◆ What is required
With every line kept intact, print the entries that appear below.

*** Dataset content Section Begins ***

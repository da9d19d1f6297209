//! Client library for the sharded key/value service.
//!
//! A [`Clerk`] caches the shard configuration, routes each key to the group
//! owning its shard, and tries that group's servers in order. On
//! `WrongGroup`, `InTransit`, a leader miss, or a transport failure it
//! backs off briefly, re-queries the controller for the latest config, and
//! retries — forever, mirroring the at-least-once client contract. The
//! sequence number increments once per logical operation, never per retry,
//! so server-side dedup absorbs redeliveries.

use std::sync::atomic::{AtomicI64, Ordering};
use std::sync::{Arc, Mutex};

use rand::Rng;
use tokio::time::{sleep, Duration};
use tracing::debug;

use crate::command::OpKind;
use crate::config::{key_to_shard, ClientId, Config, Ctrler, LATEST};
use crate::errors::KvError;
use crate::network::Network;

const RETRY_INTERVAL: Duration = Duration::from_millis(100);

/// One logical client. Cheap enough to hold for a session; safe to share
/// across tasks (the sequence counter is atomic).
pub struct Clerk {
    ctrler: Arc<dyn Ctrler>,
    net: Arc<dyn Network>,
    config: Mutex<Config>,
    id: ClientId,
    seq: AtomicI64,
}

impl Clerk {
    pub fn new(ctrler: Arc<dyn Ctrler>, net: Arc<dyn Network>) -> Self {
        Self {
            ctrler,
            net,
            config: Mutex::new(Config::default()),
            id: rand::thread_rng().gen_range(0..i64::MAX),
            seq: AtomicI64::new(0),
        }
    }

    pub fn client_id(&self) -> ClientId {
        self.id
    }

    fn next_seq(&self) -> i64 {
        self.seq.fetch_add(1, Ordering::SeqCst) + 1
    }

    /// Current value for `key`; `""` if the key does not exist. Retries
    /// until some group answers.
    pub async fn get(&self, key: &str) -> String {
        let seq = self.next_seq();
        loop {
            for server in self.owners_of(key) {
                match self.net.get(&server, key, self.id, seq).await {
                    Ok(value) => return value,
                    Err(KvError::WrongGroup) | Err(KvError::InTransit) => break,
                    Err(e) => {
                        // Wrong leader or unreachable: try the next server.
                        debug!(server = %server, error = %e, "get retry");
                    }
                }
            }
            self.refresh_config().await;
        }
    }

    pub async fn put(&self, key: &str, value: &str) {
        self.put_append(OpKind::Put, key, value).await;
    }

    pub async fn append(&self, key: &str, value: &str) {
        self.put_append(OpKind::Append, key, value).await;
    }

    async fn put_append(&self, kind: OpKind, key: &str, value: &str) {
        let seq = self.next_seq();
        loop {
            for server in self.owners_of(key) {
                match self
                    .net
                    .put_append(&server, kind, key, value, self.id, seq)
                    .await
                {
                    Ok(()) => return,
                    Err(KvError::WrongGroup) | Err(KvError::InTransit) => break,
                    Err(e) => {
                        debug!(server = %server, error = %e, "put_append retry");
                    }
                }
            }
            self.refresh_config().await;
        }
    }

    /// Servers of the group owning `key`'s shard in the cached config.
    fn owners_of(&self, key: &str) -> Vec<String> {
        let config = self.config.lock().unwrap();
        config.servers_for(key_to_shard(key)).to_vec()
    }

    /// Backs off, then replaces the cached config with the latest published
    /// one. A failed query keeps the cache; the next round retries.
    async fn refresh_config(&self) {
        sleep(RETRY_INTERVAL).await;
        match self.ctrler.query(LATEST).await {
            Ok(cfg) => {
                *self.config.lock().unwrap() = cfg;
            }
            Err(e) => debug!(error = %e, "controller query failed"),
        }
    }
}

// ── Tests ─────────────────────────────────────────────────────────────────────
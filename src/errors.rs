//! Client-visible error taxonomy.
//!
//! Every fault a caller can observe collapses into one of four conditions.
//! `WrongLeader` is the meta-condition: RPC failures, leadership changes
//! mid-flight, and reply timeouts all surface as it, and the client reacts
//! the same way to each — find another replica and retry. A missing key is
//! not an error; `get` reports it as success with an empty value.

use thiserror::Error;

/// Errors surfaced across the client/server and inter-group seams.
#[derive(Debug, Clone, PartialEq, Eq, Error)]
pub enum KvError {
    /// This replica is not the group's current leader (or lost leadership
    /// before the op committed). Retry against another replica.
    #[error("not the current leader")]
    WrongLeader,

    /// The key's shard is owned by a different group in the current config.
    /// Re-query the controller and re-route.
    #[error("shard owned by another group")]
    WrongGroup,

    /// The shard is owned here but its migration has not completed. Retry
    /// shortly.
    #[error("shard migration in progress")]
    InTransit,

    /// Transport-level failure reaching a server. Produced only by the
    /// network layer, never by a handler.
    #[error("peer unreachable: {0}")]
    Unreachable(String),
}

impl KvError {
    /// Stable label used on the wire and as a metric dimension.
    pub fn label(&self) -> &'static str {
        match self {
            KvError::WrongLeader => "wrong_leader",
            KvError::WrongGroup => "wrong_group",
            KvError::InTransit => "in_transit",
            KvError::Unreachable(_) => "unreachable",
        }
    }

    /// Decodes a wire label. Empty means success (`None`); an unknown label
    /// is treated as a leadership problem, which clients already handle by
    /// retrying elsewhere.
    pub fn from_label(label: &str) -> Option<KvError> {
        match label {
            "" => None,
            "wrong_group" => Some(KvError::WrongGroup),
            "in_transit" => Some(KvError::InTransit),
            _ => Some(KvError::WrongLeader),
        }
    }
}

*** Dataset content Section Ends ***

◆ Task answer
repository da9d19d1f6297209
//! Client library for the sharded key/value service.
//!
//! A [`Clerk`] caches the shard configuration, routes each key to the group
//! owning its shard, and tries that group's servers in order. On
//! `WrongGroup`, `InTransit`, a leader miss, or a transport failure it
//! backs off briefly, re-queries the controller for the latest config, and
//! retries — forever, mirroring the at-least-once client contract. The
//! sequence number increments once per logical operation, never per retry,
//! so server-side dedup absorbs redeliveries.

use std::sync::atomic::{AtomicI64, Ordering};
use std::sync::{Arc, Mutex};

use rand::Rng;
use tokio::time::{sleep, Duration};
use tracing::debug;

use crate::command::OpKind;
use crate::config::{key_to_shard, ClientId, Config, Ctrler, LATEST};
use crate::errors::KvError;
use crate::network::Network;

const RETRY_INTERVAL: Duration = Duration::from_millis(100);

/// One logical client. Cheap enough to hold for a session; safe to share
/// across tasks (the sequence counter is atomic).
pub struct Clerk {
    ctrler: Arc<dyn Ctrler>,
    net: Arc<dyn Network>,
    config: Mutex<Config>,
    id: ClientId,
    seq: AtomicI64,
}

impl Clerk {
    pub fn new(ctrler: Arc<dyn Ctrler>, net: Arc<dyn Network>) -> Self {
        Self {
            ctrler,
            net,
            config: Mutex::new(Config::default()),
            id: rand::thread_rng().gen_range(0..i64::MAX),
            seq: AtomicI64::new(0),
        }
    }

    pub fn client_id(&self) -> ClientId {
        self.id
    }

    fn next_seq(&self) -> i64 {
        self.seq.fetch_add(1, Ordering::SeqCst) + 1
    }

    /// Current value for `key`; `""` if the key does not exist. Retries
    /// until some group answers.
    pub async fn get(&self, key: &str) -> String {
        let seq = self.next_seq();
        loop {
            for server in self.owners_of(key) {
                match self.net.get(&server, key, self.id, seq).await {
                    Ok(value) => return value,
                    Err(KvError::WrongGroup) | Err(KvError::InTransit) => break,
                    Err(e) => {
                        // Wrong leader or unreachable: try the next server.
                        debug!(server = %server, error = %e, "get retry");
                    }
                }
            }
            self.refresh_config().await;
        }
    }

    pub async fn put(&self, key: &str, value: &str) {
        self.put_append(OpKind::Put, key, value).await;
    }

    pub async fn append(&self, key: &str, value: &str) {
        self.put_append(OpKind::Append, key, value).await;
    }

    async fn put_append(&self, kind: OpKind, key: &str, value: &str) {
        let seq = self.next_seq();
        loop {
            for server in self.owners_of(key) {
                match self
                    .net
                    .put_append(&server, kind, key, value, self.id, seq)
                    .await
                {
                    Ok(()) => return,
                    Err(KvError::WrongGroup) | Err(KvError::InTransit) => break,
                    Err(e) => {
                        debug!(server = %server, error = %e, "put_append retry");
                    }
                }
            }
            self.refresh_config().await;
        }
    }

    /// Servers of the group owning `key`'s shard in the cached config.
    fn owners_of(&self, key: &str) -> Vec<String> {
        let config = self.config.lock().unwrap();
        config.servers_for(key_to_shard(key)).to_vec()
    }

    /// Backs off, then replaces the cached config with the latest published
    /// one. A failed query keeps the cache; the next round retries.
    async fn refresh_config(&self) {
        sleep(RETRY_INTERVAL).await;
        match self.ctrler.query(LATEST).await {
            Ok(cfg) => {
                *self.config.lock().unwrap() = cfg;
            }
            Err(e) => debug!(error = %e, "controller query failed"),
        }
    }
}

// ── Tests ─────────────────────────────────────────────────────────────────────
filename src/errors.rs
//! Client-visible error taxonomy.
//!
//! Every fault a caller can observe collapses into one of four conditions.
//! `WrongLeader` is the meta-condition: RPC failures, leadership changes
//! mid-flight, and reply timeouts all surface as it, and the client reacts
//! the same way to each — find another replica and retry. A missing key is
//! not an error; `get` reports it as success with an empty value.

use thiserror::Error;

/// Errors surfaced across the client/server and inter-group seams.
#[derive(Debug, Clone, PartialEq, Eq, Error)]
pub enum KvError {
    /// This replica is not the group's current leader (or lost leadership
    /// before the op committed). Retry against another replica.
    #[error("not the current leader")]
    WrongLeader,

    /// The key's shard is owned by a different group in the current config.
    /// Re-query the controller and re-route.
    #[error("shard owned by another group")]
    WrongGroup,

    /// The shard is owned here but its migration has not completed. Retry
    /// shortly.
    #[error("shard migration in progress")]
    InTransit,

    /// Transport-level failure reaching a server. Produced only by the
    /// network layer, never by a handler.
    #[error("peer unreachable: {0}")]
    Unreachable(String),
}

impl KvError {
    /// Stable label used on the wire and as a metric dimension.
    pub fn label(&self) -> &'static str {
        match self {
            KvError::WrongLeader => "wrong_leader",
            KvError::WrongGroup => "wrong_group",
            KvError::InTransit => "in_transit",
            KvError::Unreachable(_) => "unreachable",
        }
    }

    /// Decodes a wire label. Empty means success (`None`); an unknown label
    /// is treated as a leadership problem, which clients already handle by
    /// retrying elsewhere.
    pub fn from_label(label: &str) -> Option<KvError> {
        match label {
            "" => None,
            "wrong_group" => Some(KvError::WrongGroup),
            "in_transit" => Some(KvError::InTransit),
            _ => Some(KvError::WrongLeader),
        }
    }
}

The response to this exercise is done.